BEGIN

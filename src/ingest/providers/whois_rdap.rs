// src/ingest/providers/whois_rdap.rs
use std::net::IpAddr;
use std::time::Duration;

use async_trait::async_trait;
use serde::Deserialize;
use serde_json::Value;

use crate::config::OsintConfig;
use crate::ingest::error::FetchError;
use crate::ingest::http::ensure_success;
use crate::ingest::types::{
    Provider, ProviderInput, ProviderOutput, ProviderPayload, Requirement, SourceId, WhoisInfo,
};

#[derive(Debug, Deserialize)]
struct RdapNetwork {
    name: Option<String>,
    country: Option<String>,
    #[serde(rename = "startAddress")]
    start_address: Option<String>,
    #[serde(rename = "endAddress")]
    end_address: Option<String>,
    #[serde(default)]
    cidr0_cidrs: Vec<Cidr>,
    #[serde(default)]
    arin_originas0_originautnums: Vec<u32>,
    #[serde(default)]
    entities: Vec<Entity>,
}

#[derive(Debug, Deserialize)]
struct Cidr {
    v4prefix: Option<String>,
    v6prefix: Option<String>,
    length: Option<u8>,
}

#[derive(Debug, Deserialize)]
struct Entity {
    #[serde(default)]
    roles: Vec<String>,
    #[serde(rename = "vcardArray")]
    vcard_array: Option<Value>,
}

/// iptoasn.com answer for one address.
#[derive(Debug, Deserialize)]
struct AsnResp {
    #[serde(default)]
    announced: bool,
    as_number: Option<u32>,
}

/// WHOIS via RDAP (`{base}/ip/{addr}`); rdap.org redirects to the owning RIR.
///
/// Only ARIN publishes the origin AS inside RDAP. For the other registries the
/// ASN comes from an IP-to-ASN lookup when one is configured.
pub struct WhoisRdapProvider {
    client: reqwest::Client,
    base: String,
    asn_base: Option<String>,
    timeout: Duration,
}

impl WhoisRdapProvider {
    pub fn new(client: reqwest::Client, base: impl Into<String>, timeout: Duration) -> Self {
        Self {
            client,
            base: base.into(),
            asn_base: None,
            timeout,
        }
    }

    /// Fill a missing ASN from `{asn_base}/v1/as/ip/{addr}`.
    pub fn with_asn_lookup(mut self, asn_base: impl Into<String>) -> Self {
        self.asn_base = Some(asn_base.into());
        self
    }

    pub fn from_config(cfg: &OsintConfig, client: reqwest::Client) -> Self {
        Self::new(
            client,
            cfg.endpoints.rdap_base.clone(),
            cfg.timeouts.for_source(SourceId::Whois),
        )
        .with_asn_lookup(cfg.endpoints.asn_base.clone())
    }

    async fn lookup_asn(&self, base: &str, addr: IpAddr) -> Result<Option<u32>, FetchError> {
        let resp = self
            .client
            .get(format!("{base}/v1/as/ip/{addr}"))
            .header("accept", "application/json")
            .send()
            .await?;
        let body = ensure_success(resp).await?.bytes().await?;
        parse_asn(&body)
    }
}

/// ASN of an iptoasn.com answer; unannounced space has none.
pub fn parse_asn(body: &[u8]) -> Result<Option<u32>, FetchError> {
    let resp: AsnResp = serde_json::from_slice(body)?;
    Ok(resp.as_number.filter(|n| resp.announced && *n != 0))
}

/// Normalize an RDAP IP-network object.
pub fn parse_rdap(body: &[u8]) -> Result<WhoisInfo, FetchError> {
    let net: RdapNetwork = serde_json::from_slice(body)?;

    let network_range = net
        .cidr0_cidrs
        .iter()
        .find_map(|c| {
            let prefix = c.v4prefix.as_deref().or(c.v6prefix.as_deref())?;
            Some(format!("{prefix}/{}", c.length?))
        })
        .or_else(|| match (&net.start_address, &net.end_address) {
            (Some(s), Some(e)) => Some(format!("{s} - {e}")),
            _ => None,
        });

    let organization = ["registrant", "administrative"]
        .iter()
        .find_map(|role| {
            net.entities
                .iter()
                .filter(|e| e.roles.iter().any(|r| r.eq_ignore_ascii_case(role)))
                .find_map(|e| e.vcard_array.as_ref().and_then(vcard_fn))
        })
        .or(net.name.clone());

    Ok(WhoisInfo {
        asn: net.arin_originas0_originautnums.first().copied(),
        organization,
        network_range,
        country_code: net.country.map(|c| c.to_ascii_uppercase()),
    })
}

/// `["vcard", [["fn", {}, "text", "Name"], ...]]` -> `Name`
fn vcard_fn(v: &Value) -> Option<String> {
    v.get(1)?
        .as_array()?
        .iter()
        .filter_map(Value::as_array)
        .find(|prop| prop.first().and_then(Value::as_str) == Some("fn"))
        .and_then(|prop| prop.get(3)?.as_str())
        .map(str::trim)
        .filter(|s| !s.is_empty())
        .map(String::from)
}

#[async_trait]
impl Provider for WhoisRdapProvider {
    fn source_id(&self) -> SourceId {
        SourceId::Whois
    }

    fn requirement(&self) -> Requirement {
        Requirement::ResolvedAddress
    }

    fn timeout(&self) -> Duration {
        self.timeout
    }

    async fn fetch(&self, input: &ProviderInput) -> Result<ProviderOutput, FetchError> {
        let addr = input.require_address()?;
        let resp = self
            .client
            .get(format!("{}/ip/{}", self.base, addr))
            .header("accept", "application/rdap+json, application/json")
            .send()
            .await?;
        let body = ensure_success(resp).await?.bytes().await?;
        let mut info = parse_rdap(&body)?;

        if info.asn.is_none() {
            if let Some(base) = self.asn_base.as_deref() {
                // The registration data stands without an ASN.
                match self.lookup_asn(base, addr).await {
                    Ok(asn) => info.asn = asn,
                    Err(e) => tracing::debug!(%addr, error = %e, "ASN lookup failed"),
                }
            }
        }
        Ok(ProviderPayload::Whois(info).into())
    }
}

END

Exercise objective:
Exact transcription of the records is all that is wanted.

Answer section:
filename src/ingest/providers/whois_rdap.rs
// src/ingest/providers/whois_rdap.rs
use std::net::IpAddr;
use std::time::Duration;

use async_trait::async_trait;
use serde::Deserialize;
use serde_json::Value;

use crate::config::OsintConfig;
use crate::ingest::error::FetchError;
use crate::ingest::http::ensure_success;
use crate::ingest::types::{
    Provider, ProviderInput, ProviderOutput, ProviderPayload, Requirement, SourceId, WhoisInfo,
};

#[derive(Debug, Deserialize)]
struct RdapNetwork {
    name: Option<String>,
    country: Option<String>,
    #[serde(rename = "startAddress")]
    start_address: Option<String>,
    #[serde(rename = "endAddress")]
    end_address: Option<String>,
    #[serde(default)]
    cidr0_cidrs: Vec<Cidr>,
    #[serde(default)]
    arin_originas0_originautnums: Vec<u32>,
    #[serde(default)]
    entities: Vec<Entity>,
}

#[derive(Debug, Deserialize)]
struct Cidr {
    v4prefix: Option<String>,
    v6prefix: Option<String>,
    length: Option<u8>,
}

#[derive(Debug, Deserialize)]
struct Entity {
    #[serde(default)]
    roles: Vec<String>,
    #[serde(rename = "vcardArray")]
    vcard_array: Option<Value>,
}

/// iptoasn.com answer for one address.
#[derive(Debug, Deserialize)]
struct AsnResp {
    #[serde(default)]
    announced: bool,
    as_number: Option<u32>,
}

/// WHOIS via RDAP (`{base}/ip/{addr}`); rdap.org redirects to the owning RIR.
///
/// Only ARIN publishes the origin AS inside RDAP. For the other registries the
/// ASN comes from an IP-to-ASN lookup when one is configured.
pub struct WhoisRdapProvider {
    client: reqwest::Client,
    base: String,
    asn_base: Option<String>,
    timeout: Duration,
}

impl WhoisRdapProvider {
    pub fn new(client: reqwest::Client, base: impl Into<String>, timeout: Duration) -> Self {
        Self {
            client,
            base: base.into(),
            asn_base: None,
            timeout,
        }
    }

    /// Fill a missing ASN from `{asn_base}/v1/as/ip/{addr}`.
    pub fn with_asn_lookup(mut self, asn_base: impl Into<String>) -> Self {
        self.asn_base = Some(asn_base.into());
        self
    }

    pub fn from_config(cfg: &OsintConfig, client: reqwest::Client) -> Self {
        Self::new(
            client,
            cfg.endpoints.rdap_base.clone(),
            cfg.timeouts.for_source(SourceId::Whois),
        )
        .with_asn_lookup(cfg.endpoints.asn_base.clone())
    }

    async fn lookup_asn(&self, base: &str, addr: IpAddr) -> Result<Option<u32>, FetchError> {
        let resp = self
            .client
            .get(format!("{base}/v1/as/ip/{addr}"))
            .header("accept", "application/json")
            .send()
            .await?;
        let body = ensure_success(resp).await?.bytes().await?;
        parse_asn(&body)
    }
}

/// ASN of an iptoasn.com answer; unannounced space has none.
pub fn parse_asn(body: &[u8]) -> Result<Option<u32>, FetchError> {
    let resp: AsnResp = serde_json::from_slice(body)?;
    Ok(resp.as_number.filter(|n| resp.announced && *n != 0))
}

/// Normalize an RDAP IP-network object.
pub fn parse_rdap(body: &[u8]) -> Result<WhoisInfo, FetchError> {
    let net: RdapNetwork = serde_json::from_slice(body)?;

    let network_range = net
        .cidr0_cidrs
        .iter()
        .find_map(|c| {
            let prefix = c.v4prefix.as_deref().or(c.v6prefix.as_deref())?;
            Some(format!("{prefix}/{}", c.length?))
        })
        .or_else(|| match (&net.start_address, &net.end_address) {
            (Some(s), Some(e)) => Some(format!("{s} - {e}")),
            _ => None,
        });

    let organization = ["registrant", "administrative"]
        .iter()
        .find_map(|role| {
            net.entities
                .iter()
                .filter(|e| e.roles.iter().any(|r| r.eq_ignore_ascii_case(role)))
                .find_map(|e| e.vcard_array.as_ref().and_then(vcard_fn))
        })
        .or(net.name.clone());

    Ok(WhoisInfo {
        asn: net.arin_originas0_originautnums.first().copied(),
        organization,
        network_range,
        country_code: net.country.map(|c| c.to_ascii_uppercase()),
    })
}

/// `["vcard", [["fn", {}, "text", "Name"], ...]]` -> `Name`
fn vcard_fn(v: &Value) -> Option<String> {
    v.get(1)?
        .as_array()?
        .iter()
        .filter_map(Value::as_array)
        .find(|prop| prop.first().and_then(Value::as_str) == Some("fn"))
        .and_then(|prop| prop.get(3)?.as_str())
        .map(str::trim)
        .filter(|s| !s.is_empty())
        .map(String::from)
}

#[async_trait]
impl Provider for WhoisRdapProvider {
    fn source_id(&self) -> SourceId {
        SourceId::Whois
    }

    fn requirement(&self) -> Requirement {
        Requirement::ResolvedAddress
    }

    fn timeout(&self) -> Duration {
        self.timeout
    }

    async fn fetch(&self, input: &ProviderInput) -> Result<ProviderOutput, FetchError> {
        let addr = input.require_address()?;
        let resp = self
            .client
            .get(format!("{}/ip/{}", self.base, addr))
            .header("accept", "application/rdap+json, application/json")
            .send()
            .await?;
        let body = ensure_success(resp).await?.bytes().await?;
        let mut info = parse_rdap(&body)?;

        if info.asn.is_none() {
            if let Some(base) = self.asn_base.as_deref() {
                // The registration data stands without an ASN.
                match self.lookup_asn(base, addr).await {
                    Ok(asn) => info.asn = asn,
                    Err(e) => tracing::debug!(%addr, error = %e, "ASN lookup failed"),
                }
            }
        }
        Ok(ProviderPayload::Whois(info).into())
    }
}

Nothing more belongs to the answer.